Options for method are [:weiss, :hangartner, :DARBOOT, MCBOOT, :billinsgley, :billingsleyBOOT]
discretediag(c::Chains; frac=0.3, method=:weiss, nsim=1000)
gelmandiag(c::Chains; alpha=0.05, mpsrf=false, transform=false)
gewekediag(c::Chains; first=0.1, last=0.5, etype=:imse)
heideldiag(c::Chains; alpha=0.05, eps=0.1, etype=:imse)
rafterydiag(c::Chains; q=0.025, r=0.005, s=0.95, eps=0.001)
Rstar diagnostic described in https://arxiv.org/pdf/2003.07900.pdf. Note that the use requires MLJ and MLJModels to be installed.
Usage:
using MLJ, MLJModels
chn ... # sampling results of multiple chains
# select classifier used to compute the diagnostic
classif = @load XGBoostClassifier
# estimate diagnostic
Rs = rstar(classif, chn)
R = mean(Rs)
# visualize distribution
using Plots
histogram(Rs)
See ? rstar
for more details.
chn ... # sampling results
lpfun = function f(chain::Chains) # function to compute the logpdf values
niter, nparams, nchains = size(chain)
lp = zeros(niter + nchains) # resulting logpdf values
for i = 1:nparams
lp += map(p -> logpdf( ... , x), Array(chain[:,i,:]))
end
return lp
end
DIC, pD = dic(chn, lpfun)
# construct a plot
plot(c::Chains, seriestype = (:traceplot, :mixeddensity))
# construct trace plots
plot(c::Chains, seriestype = :traceplot)
# or for all seriestypes use the alternative shorthand syntax
traceplot(c::Chains)
# construct running average plots
meanplot(c::Chains)
# construct density plots
density(c::Chains)
# construct histogram plots
histogram(c::Chains)
# construct mixed density plots
mixeddensity(c::Chains)
# construct autocorrelation plots
autocorplot(c::Chains)
# make a cornerplot (requires StatPlots) of parameters in a Chain:
corner(c::Chains, [:A, :B])
Like any Julia object, a Chains
object can be saved using Serialization.serialize
and loaded back by Serialization.deserialize
as identical as possible.
Note, however, that in general
this process will not work if the reading and writing are done by different versions of Julia, or an instance of Julia with a different system image.
You might want to consider JLSO for saving metadata
such as the Julia version and the versions of all packages installed as well.
# Save a chain.
using Serialization
serialize("chain-file.jls", chn)
# Read a chain.
chn2 = deserialize("chain-file.jls")
A few utility export functions have been provided to convers Chains
objects to either an Array or a DataFrame:
# Several examples of creating an Array object:
Array(chns)
Array(chns[:s])
Array(chns, [:parameters])
Array(chns, [:parameters, :internals])
# By default chains are appended.

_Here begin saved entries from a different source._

use crate::config::ValueType;
use crate::data::NumberValue;

/// A raw scraped observation before it is coerced onto a data point.
///
/// Remote systems report values in whichever width their own data model
/// uses; the metric configuration decides the value type the data point
/// actually carries. Only the integer/double pair of coercions exists.
#[derive(Debug, Clone, Copy, PartialEq)]
pub enum RawValue {
    /// An integer-typed observation.
    Integer(i64),
    /// A float-typed observation.
    Float(f64),
}

impl RawValue {
    /// Coerce the observation onto the declared value type.
    ///
    /// Float observations coerced to [ValueType::Int] truncate toward zero;
    /// integer observations coerced to [ValueType::Double] convert exactly.
    pub fn coerce(self, target: ValueType) -> NumberValue {
        match (self, target) {
            (RawValue::Integer(value), ValueType::Int) => NumberValue::I64(value),
            (RawValue::Integer(value), ValueType::Double) => NumberValue::F64(value as f64),
            (RawValue::Float(value), ValueType::Int) => NumberValue::I64(value as i64),
            (RawValue::Float(value), ValueType::Double) => NumberValue::F64(value),
        }
    }
}

impl From<i64> for RawValue {
    fn from(value: i64) -> Self {
        RawValue::Integer(value)
    }
}

impl From<f64> for RawValue {
    fn from(value: f64) -> Self {
        RawValue::Float(value)
    }
}

#[cfg(test)]
mod tests {
    use super::*;
    use rstest::rstest;

    #[rstest]
    #[case(RawValue::Integer(10), NumberValue::I64(10))]
    #[case(RawValue::Float(10.0), NumberValue::I64(10))]
    #[case(RawValue::Float(10.7), NumberValue::I64(10))]
    #[case(RawValue::Float(-10.7), NumberValue::I64(-10))]
    fn coercion_to_int_truncates_toward_zero(
        #[case] raw: RawValue,
        #[case] expected: NumberValue,
    ) {
        assert_eq!(raw.coerce(ValueType::Int), expected);
    }

    #[rstest]
    #[case(RawValue::Integer(10), NumberValue::F64(10.0))]
    #[case(RawValue::Float(10.5), NumberValue::F64(10.5))]
    fn coercion_to_double_is_exact(#[case] raw: RawValue, #[case] expected: NumberValue) {
        assert_eq!(raw.coerce(ValueType::Double), expected);
    }
}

This can be disabled
# using the append_chains keyword argument:
Array(chns, append_chains=false)
# This will return an `Array{Array, 1}` object containing
# an Array for each chain.
# A final option is:
Array(chns, remove_missing_union=false)
# This will not convert the Array columns from a
# `Union{Missing, Real}` to a `Vector{Real}`.
Similarly, for DataFrames:
DataFrame(chns)
DataFrame(chns[:s])
DataFrame(chns, [:parameters])
DataFrame(chns, [:parameters, :internals])

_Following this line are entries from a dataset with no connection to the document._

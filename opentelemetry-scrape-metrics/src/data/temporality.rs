/// Defines the window that a sum was accumulated over.
#[derive(Debug, Copy, Clone, Default, PartialEq, Eq, Hash)]
#[non_exhaustive]
pub enum Temporality {
    /// A measurement interval that continues to expand forward in time from a
    /// starting point.
    ///
    /// New measurements are added to all previous measurements since a start time.
    #[default]
    Cumulative,

    /// A measurement interval that resets each cycle.
    ///
    /// Measurements from one cycle are recorded independently, measurements from
    /// other cycles do not affect them.
    Delta,
}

DataFrame(chns, append_chains=false)
DataFrame(chns, remove_missing_union=false)
See also ?DataFrame
and ?Array
for more help.
MCMCChains overloads several sample
methods as defined in StatsBase:
# Sampling `n` samples from the chain `a`. Optionally
# weighting the samples using `wv`.
sample([rng], a, [wv::AbstractWeights], n::Integer)
# As above, but supports replacing and ordering.

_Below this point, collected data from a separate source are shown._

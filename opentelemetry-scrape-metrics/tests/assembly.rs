//! End-to-end assembly of a multi-device collection cycle, driving the
//! get-or-create surface the way a scrape loop does.

use std::time::SystemTime;

use opentelemetry::{InstrumentationScope, Key, KeyValue, Value};
use opentelemetry_scrape_metrics::data::{MetricData, NumberValue, Temporality};
use opentelemetry_scrape_metrics::{
    resource_key, Aggregation, GaugeConfig, MetricAssembler, MetricConfig, MetricKind, RawValue,
    SumConfig, ValueType,
};

fn octets_config() -> MetricConfig {
    MetricConfig {
        description: "Octets received on the interface.".to_owned(),
        unit: "By".to_owned(),
        kind: MetricKind::Sum(SumConfig {
            aggregation: Aggregation::Cumulative,
            monotonic: true,
            value_type: ValueType::Int,
        }),
    }
}

fn load_config() -> MetricConfig {
    MetricConfig {
        description: "Current processor load.".to_owned(),
        unit: "1".to_owned(),
        kind: MetricKind::Gauge(GaugeConfig {
            value_type: ValueType::Double,
        }),
    }
}

#[test]
fn assembles_a_full_collection_cycle() {
    let collection_time = SystemTime::now();
    let scope = InstrumentationScope::builder("snmp-scraper")
        .with_version("0.1.0")
        .build();
    let mut assembler = MetricAssembler::new(scope, collection_time);

    let octets_cfg = octets_config();
    let load_cfg = load_config();
    let devices = [("10.0.0.5", ".1", 532_i64, 0.41), ("10.0.0.6", ".2", 918, 0.77)];

    for (address, suffix, octets, load) in devices {
        let key = resource_key(&[address], suffix);
        if assembler.resource(&key).is_none() {
            assembler.create_resource(&key, [KeyValue::new("device.id", address)]);
        }

        if assembler.metric(&key, "interface.in.octets").is_none() {
            assembler
                .create_metric(&key, "interface.in.octets", &octets_cfg)
                .unwrap();
        }
        assembler
            .add_data_point(
                &key,
                "interface.in.octets",
                &octets_cfg,
                RawValue::Integer(octets),
                [KeyValue::new("direction", "in")],
            )
            .unwrap();

        if assembler.metric(&key, "processor.load").is_none() {
            assembler
                .create_metric(&key, "processor.load", &load_cfg)
                .unwrap();
        }
        assembler
            .add_data_point(&key, "processor.load", &load_cfg, RawValue::Float(load), [])
            .unwrap();
    }

    let payload = assembler.finish();
    assert_eq!(payload.len(), 2);

    for (group, (address, _, octets, load)) in payload.iter().zip(devices) {
        assert_eq!(
            group.resource.get(&Key::new("device.id")),
            Some(Value::from(address))
        );
        assert_eq!(group.scope_metrics.len(), 1);
        let scope_metrics = &group.scope_metrics[0];
        assert_eq!(scope_metrics.scope.name(), "snmp-scraper");
        assert_eq!(scope_metrics.scope.version(), Some("0.1.0"));
        assert_eq!(scope_metrics.metrics.len(), 2);

        let octets_metric = &scope_metrics.metrics[0];
        assert_eq!(octets_metric.name, "interface.in.octets");
        assert_eq!(octets_metric.unit, "By");
        match &octets_metric.data {
            MetricData::Sum(sum) => {
                assert_eq!(sum.temporality, Temporality::Cumulative);
                assert!(sum.is_monotonic);
                assert_eq!(sum.data_points.len(), 1);
                assert_eq!(sum.data_points[0].value, NumberValue::I64(octets));
                assert_eq!(sum.data_points[0].start_time, collection_time);
                assert_eq!(sum.data_points[0].time, collection_time);
                assert_eq!(
                    sum.data_points[0].attributes,
                    vec![KeyValue::new("direction", "in")]
                );
            }
            other => panic!("expected sum payload, got {other:?}"),
        }

        let load_metric = &scope_metrics.metrics[1];
        assert_eq!(load_metric.name, "processor.load");
        match &load_metric.data {
            MetricData::Gauge(gauge) => {
                assert_eq!(gauge.data_points.len(), 1);
                assert_eq!(gauge.data_points[0].value, NumberValue::F64(load));
            }
            other => panic!("expected gauge payload, got {other:?}"),
        }
    }
}

#[test]
fn repeat_observations_reuse_the_same_record() {
    let scope = InstrumentationScope::builder("snmp-scraper").build();
    let mut assembler = MetricAssembler::new(scope, SystemTime::now());
    let config = octets_config();

    // Two rows of the same conceptual table land on one metric record.
    let key = resource_key(&["10.0.0.5"], ".1");
    for row in [1_i64, 2] {
        if assembler.resource(&key).is_none() {
            assembler.create_resource(&key, [KeyValue::new("device.id", "10.0.0.5")]);
        }
        if assembler.metric(&key, "interface.in.octets").is_none() {
            assembler
                .create_metric(&key, "interface.in.octets", &config)
                .unwrap();
        }
        assembler
            .add_data_point(
                &key,
                "interface.in.octets",
                &config,
                RawValue::Integer(100 * row),
                [KeyValue::new("interface.index", row.to_string())],
            )
            .unwrap();
    }

    let payload = assembler.finish();
    assert_eq!(payload.len(), 1);
    assert_eq!(payload[0].scope_metrics.len(), 1);
    assert_eq!(payload[0].scope_metrics[0].metrics.len(), 1);

    let points = payload[0].scope_metrics[0].metrics[0].data.data_points();
    assert_eq!(points.len(), 2);
    assert_eq!(points[0].value, NumberValue::I64(100));
    assert_eq!(points[1].value, NumberValue::I64(200));
}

sample([rng], a, [wv::AbstractWeights], n::Integer; replace=true,
ordered=false)
See also ?sample
for additional help. Alternatively, you can construct
and sample from a kernel density estimator using the KernelDensity package:
using KernelDensity
# Construct a kernel density estimator
c = kde(Array(chn[:s]))
# Generate 10000 weighted samples from the grid points
chn_weighted_sample = sample(c.x, Weights(c.density), 100000)
Note that this package heavily uses and adapts code from the Mamba.jl package licensed under MIT License, see License.md.